Desde muy pequeños hay una pregunta que ronda cualquier reunión familiar, plática casual o simplemente una duda que surge por mera curiosidad “¿Qué vas a ser de grande?” o “¿Qué quieres a estudiar?“. Cuando somos pequeños, generalmente damos cualquier respuesta que venga a nuestra mente, no importa qué tan descabellada suene. Vamos desde pilotos de carreras, veterinarios y maestros, a médico cirujano especializado en neurocirugía con maestría en Harvard, Oxford y UNAM.

Pero de repente ¡BOOM!, te das cuenta que la realidad de elegir una carrera está a un año o a un semestre de distancia. Empieza el frenesí de encontrar la carrera de tus sueños y la universidad que cumpla con todas tus expectativas para estudiar. Llegan las ferias de carrera y piensas que todo será súper fácil y que verás el stand de alguna institución y será amor a primera vista; pero ¡NOOO! Sin darte cuenta, tienes a 24 universidades regalándote plumas, estampas, pelotitas, cuadernos, intercambios, cultura, deporte… con el fin de decir que son tu mejor opción.

Si esto no fuera suficiente, también está la parte de investigar los beneficios económicos de la carrera, así como la bolsa de trabajo, y algo muy importante: el qué dirán tus papás, amigos, abuelos. Sin embargo, creo que, aunque es necesario pedir su opinión y orientación, no debemos basar totalmente nuestra decisión en sus opiniones. A fin de cuentas, los papás ya hicieron su elección, ya tienen sus carreras y es hora de hacer lo mismo. De acuerdo a una nota publicada en un portal sinaloense sobre encuestas vocacionales, menciona que la  Subsecretaría de Educación Superior tiene registrado, que sólo una tercera parte de los jóvenes en México, el 35 por ciento, escogió su carrera por seguir su vocación, mientras que el 65 por cierto restante lo hizo por presión, por influencia de la familia, entre otros factores.

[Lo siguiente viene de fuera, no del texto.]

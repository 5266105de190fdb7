//! Marketplace API Client
//!
//! HTTP client for the sovereign bond marketplace backend.
//! One request per call; failures are returned to the caller, never retried.

use std::time::Duration;
use async_trait::async_trait;
use reqwest::{Client, Url};
use serde::de::DeserializeOwned;
use serde::Deserialize;

use crate::domain::{
    Bond, BondYieldQuote, MarketStats, PortfolioPayload, PortfolioView, TradeReceipt, TradeRequest,
};
use crate::ports::{ApiError, BondMarketPort};

/// Marketplace client configuration
#[derive(Debug, Clone)]
pub struct MarketplaceConfig {
    /// Backend origin, e.g. `http://localhost:8001`. `/api/...` is appended.
    pub base_url: String,
    /// Request timeout
    pub timeout: Duration,
}

impl Default for MarketplaceConfig {
    fn default() -> Self {
        Self {
            base_url: "http://localhost:8001".to_string(),
            timeout: Duration::from_secs(15),
        }
    }
}

/// Marketplace backend client
#[derive(Debug, Clone)]
pub struct MarketplaceClient {
    base: Url,
    http: Client,
}

#[derive(Debug, Deserialize)]
struct RootResponse {
    message: String,
}

#[derive(Debug, Deserialize)]
struct ErrorBody {
    detail: serde_json::Value,
}

impl MarketplaceClient {
    pub fn new(config: MarketplaceConfig) -> Result<Self, ApiError> {
        let base = Url::parse(config.base_url.trim())
            .map_err(|e| ApiError::Transport(format!("Invalid base URL '{}': {}", config.base_url, e)))?;
        if base.cannot_be_a_base() {
            return Err(ApiError::Transport(format!("Invalid base URL '{}'", config.base_url)));
        }

        let http = Client::builder()
            .timeout(config.timeout)
            .build()
            .map_err(|e| ApiError::Transport(format!("Failed to create HTTP client: {}", e)))?;

        Ok(Self { base, http })
    }

    /// Get the configured base URL
    pub fn base_url(&self) -> &str {
        self.base.as_str()
    }

    /// `{base}/api/{segments...}` with each segment percent-encoded
    pub fn endpoint(&self, segments: &[&str]) -> Url {
        let mut url = self.base.clone();
        if let Ok(mut path) = url.path_segments_mut() {
            path.pop_if_empty().push("api").extend(segments);
        }
        url
    }

    async fn get<T: DeserializeOwned>(&self, url: Url) -> Result<T, ApiError> {
        tracing::debug!("GET {}", url);
        let response = self
            .http
            .get(url)
            .send()
            .await
            .map_err(|e| ApiError::Transport(e.to_string()))?;
        Self::handle_response(response).await
    }

    async fn handle_response<T: DeserializeOwned>(response: reqwest::Response) -> Result<T, ApiError> {
        let status = response.status().as_u16();
        let body = response
            .bytes()
            .await
            .map_err(|e| ApiError::Transport(e.to_string()))?;
        decode_body(status, &body)
    }
}

/// Map a status and raw body to a typed result.
///
/// Non-2xx bodies of the form `{"detail": ...}` become the rejection
/// detail; a non-string detail (e.g. validation errors) is kept as JSON.
pub fn decode_body<T: DeserializeOwned>(status: u16, body: &[u8]) -> Result<T, ApiError> {
    if !(200..300).contains(&status) {
        let detail = serde_json::from_slice::<ErrorBody>(body)
            .ok()
            .map(|e| match e.detail {
                serde_json::Value::String(text) => text,
                other => other.to_string(),
            });
        return Err(ApiError::Rejected { status, detail });
    }

    serde_json::from_slice(body).map_err(|e| ApiError::Decode(e.to_string()))
}

#[async_trait]
impl BondMarketPort for MarketplaceClient {
    async fn health(&self) -> Result<String, ApiError> {
        let root: RootResponse = self.get(self.endpoint(&[""])).await?;
        Ok(root.message)
    }

    async fn list_bonds(&self) -> Result<Vec<Bond>, ApiError> {
        self.get(self.endpoint(&["bonds"])).await
    }

    async fn get_bond(&self, bond_id: &str) -> Result<Bond, ApiError> {
        self.get(self.endpoint(&["bonds", bond_id])).await
    }

    async fn get_bond_yield(&self, bond_id: &str) -> Result<BondYieldQuote, ApiError> {
        self.get(self.endpoint(&["bonds", bond_id, "yield"])).await
    }

    async fn get_portfolio(&self, user_address: &str) -> Result<PortfolioView, ApiError> {
        let payload: PortfolioPayload = self.get(self.endpoint(&["portfolio", user_address])).await?;
        Ok(payload.into())
    }

    async fn market_stats(&self) -> Result<MarketStats, ApiError> {
        self.get(self.endpoint(&["market-stats"])).await
    }

    async fn submit_trade(&self, request: &TradeRequest) -> Result<TradeReceipt, ApiError> {
        let url = self.endpoint(&["trade"]);
        tracing::debug!("POST {} {}", url, request);

        let response = self
            .http
            .post(url)
            .json(request)
            .send()
            .await
            .map_err(|e| ApiError::Transport(e.to_string()))?;

        Self::handle_response(response).await
    }
}
use anyhow::{Context, Result};
use std::path::Path;
use symphonia::core::audio::SampleBuffer;
use symphonia::core::codecs::{DecoderOptions, CODEC_TYPE_NULL};
use symphonia::core::errors::Error as SymphoniaError;
use symphonia::core::formats::FormatOptions;
use symphonia::core::io::MediaSourceStream;
use symphonia::core::meta::MetadataOptions;
use symphonia::core::probe::Hint;

/// Whole-file mono PCM.
pub struct DecodedAudio {
    pub samples: Vec<f32>,
    pub sample_rate: u32,
}

impl DecodedAudio {
    pub fn duration(&self) -> f64 {
        self.samples.len() as f64 / self.sample_rate as f64
    }

    /// Number of video frames covering the audio at `fps`.
    pub fn frame_count(&self, fps: u32) -> usize {
        (self.duration() * fps as f64).ceil() as usize
    }

    /// Samples that arrive between video frame `index` and `index + 1`.
    pub fn frame_slice(&self, index: usize, fps: u32) -> &[f32] {
        let per_frame = self.sample_rate as f64 / fps as f64;
        let start = ((index as f64 * per_frame) as usize).min(self.samples.len());
        let end = (((index + 1) as f64 * per_frame) as usize).min(self.samples.len());
        &self.samples[start..end]
    }
}

pub fn decode_audio(path: &Path) -> Result<DecodedAudio> {
    let file = std::fs::File::open(path)
        .with_context(|| format!("Failed to open audio file: {}", path.display()))?;
    let mss = MediaSourceStream::new(Box::new(file), Default::default());

    let mut hint = Hint::new();
    if let Some(ext) = path.extension().and_then(|e| e.to_str()) {
        hint.with_extension(ext);
    }

    let detected = symphonia::default::get_probe()
        .format(&hint, mss, &FormatOptions::default(), &MetadataOptions::default())
        .context("Failed to detect audio format")?;
    let mut format = detected.format;

    let track = format
        .tracks()
        .iter()
        .find(|t| t.codec_params.codec != CODEC_TYPE_NULL)
        .context("No audio tracks found")?;
    let track_id = track.id;
    let channels = track.codec_params.channels.map_or(1, |c| c.count());
    let sample_rate = track.codec_params.sample_rate.context("Unknown sample rate")?;

    let mut decoder = symphonia::default::get_codecs()
        .make(&track.codec_params, &DecoderOptions::default())
        .context("Failed to create audio decoder")?;

    let mut samples: Vec<f32> = Vec::new();
    loop {
        let packet = match format.next_packet() {
            Ok(packet) => packet,
            Err(SymphoniaError::IoError(ref e)) if e.kind() == std::io::ErrorKind::UnexpectedEof => break,
            Err(e) => return Err(e.into()),
        };
        if packet.track_id() != track_id {
            continue;
        }

        let decoded = match decoder.decode(&packet) {
            Ok(d) => d,
            Err(SymphoniaError::DecodeError(msg)) => {
                log::debug!("Skipping undecodable packet: {}", msg);
                continue;
            }
            Err(e) => return Err(e.into()),
        };

        let mut buf = SampleBuffer::<f32>::new(decoded.frames() as u64, *decoded.spec());
        buf.copy_interleaved_ref(decoded);
        downmix_into(&mut samples, buf.samples(), channels);
    }

    let audio = DecodedAudio {
        samples,
        sample_rate,
    };
    log::info!(
        "Decoded audio: {} samples, {}Hz, {} channel(s), {:.1}s",
        audio.samples.len(),
        sample_rate,
        channels,
        audio.duration()
    );
    Ok(audio)
}

/// Average interleaved channels into mono.
fn downmix_into(out: &mut Vec<f32>, interleaved: &[f32], channels: usize) {
    if channels <= 1 {
        out.extend_from_slice(interleaved);
        return;
    }
    out.extend(
        interleaved
            .chunks(channels)
            .map(|frame| frame.iter().sum::<f32>() / channels as f32),
    );
}

#[cfg(test)]
mod tests {
    use super::*;

    #[test]
    fn downmix_averages_channels() {
        let mut out = Vec::new();
        downmix_into(&mut out, &[1.0, 0.0, 0.5, 0.5, -1.0, 1.0], 2);
        assert_eq!(out, vec![0.5, 0.5, 0.0]);
    }

    #[test]
    fn frame_slices_tile_the_samples() {
        let audio = DecodedAudio {
            samples: (0..1000).map(|i| i as f32).collect(),
            sample_rate: 250,
        };
        assert_eq!(audio.frame_count(30), 120);
        let total: usize = (0..audio.frame_count(30))
            .map(|i| audio.frame_slice(i, 30).len())
            .sum();
        assert_eq!(total, 1000);
        assert_eq!(audio.frame_slice(0, 30)[0], 0.0);
        assert!(audio.frame_slice(500, 30).is_empty());
    }
}
use thiserror::Error;

use crate::render::color::ColorSpace;

#[derive(Debug, Error)]
pub enum ContextError {
    #[error("color space {0:?} is not supported by this host")]
    UnsupportedColorSpace(ColorSpace),
    #[error("surface of {0}x{1} exceeds the maximum dimension")]
    TooLarge(u32, u32),
    #[error("surface must be at least 1x1")]
    EmptySurface,
    #[error("no suitable GPU adapter found")]
    NoAdapter,
    #[error("failed to create GPU device: {0}")]
    Device(#[from] wgpu::RequestDeviceError),
    #[error("frame readback failed: {0}")]
    Readback(String),
}

#[derive(Debug, Error)]
pub enum RenderError {
    #[error("renderer has been destroyed")]
    Destroyed,
    #[error("playback speed must be finite and positive, got {0}")]
    InvalidSpeed(f64),
    #[error("drawing context unavailable: {0}")]
    Context(#[from] ContextError),
}

#[derive(Debug, Error, PartialEq)]
pub enum AnalyzerError {
    #[error("fft size must be a power of two between 32 and 32768, got {0}")]
    InvalidFftSize(usize),
    #[error("sample rate must be positive")]
    InvalidSampleRate,
}
use clap::Parser;
use std::path::PathBuf;

#[derive(Parser, Debug)]
#[command(name = "rave", about = "Audio-reactive polar visualizer rendered to video")]
pub struct Cli {
    /// Input audio file (WAV, MP3, FLAC, OGG)
    pub input: PathBuf,

    /// Output video file
    #[arg(short, long, default_value = "output.mp4")]
    pub output: PathBuf,

    /// Config file (defaults to ./rave.toml or the user config dir)
    #[arg(long)]
    pub config: Option<PathBuf>,

    /// Video width in pixels
    #[arg(long, default_value_t = 1920)]
    pub width: u32,

    /// Video height in pixels
    #[arg(long, default_value_t = 1080)]
    pub height: u32,

    /// Frames per second
    #[arg(long, default_value_t = 60)]
    pub fps: u32,

    /// H.264 CRF quality (0-51, lower = better)
    #[arg(long, default_value_t = 18)]
    pub crf: u32,

    /// FFmpeg video codec
    #[arg(long, default_value = "libx264")]
    pub codec: String,

    /// FFmpeg pixel format
    #[arg(long, default_value = "yuv420p")]
    pub pix_fmt: String,

    /// Playback-rate multiplier; lower values give longer trails
    #[arg(long, default_value_t = 1.0)]
    pub speed: f64,

    /// Analyzer FFT size (power of two)
    #[arg(long, default_value_t = 2048)]
    pub fft_size: usize,

    /// Render in sRGB instead of the wide-gamut Display-P3 context
    #[arg(long)]
    pub no_hdr: bool,

    /// Stop after this many frames
    #[arg(long)]
    pub frames: Option<usize>,

    /// Write per-frame audio features as JSON lines
    #[arg(long)]
    pub dump_features: Option<PathBuf>,
}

Es necesario revisar el campo de trabajo y la facilidad con la que te puedas desarrollar en el que te interese, digo, al final del camino, de algo se tiene que comer, pero algo que considero muy importante y que debe tenerse en cualquier carrera, es pasión. No hay carrera fácil, pero las carreras se vuelven más difíciles si no estás estudiando lo que realmente te gusta. ¿Por qué? Porque desvelarte estudiando anatomía, cuando no quieres ser doctor, o perder tus viernes haciendo balances cuando tú no querías estudiar contabilidad, no son la mejor manera de pasar la universidad.

A lo que voy con todo esto es que, dicen que son dos las decisiones más importantes en tu vida (yo creo que hay muchas más), la primera es la elección de la persona con la que te vas a casar y la otra es la elección de carrera, entonces no nos podemos dar el lujo de tomar la decisión a la ligera, cuando a fin de cuentas es a lo que uno le gustaría dedicarse el resto de su vida.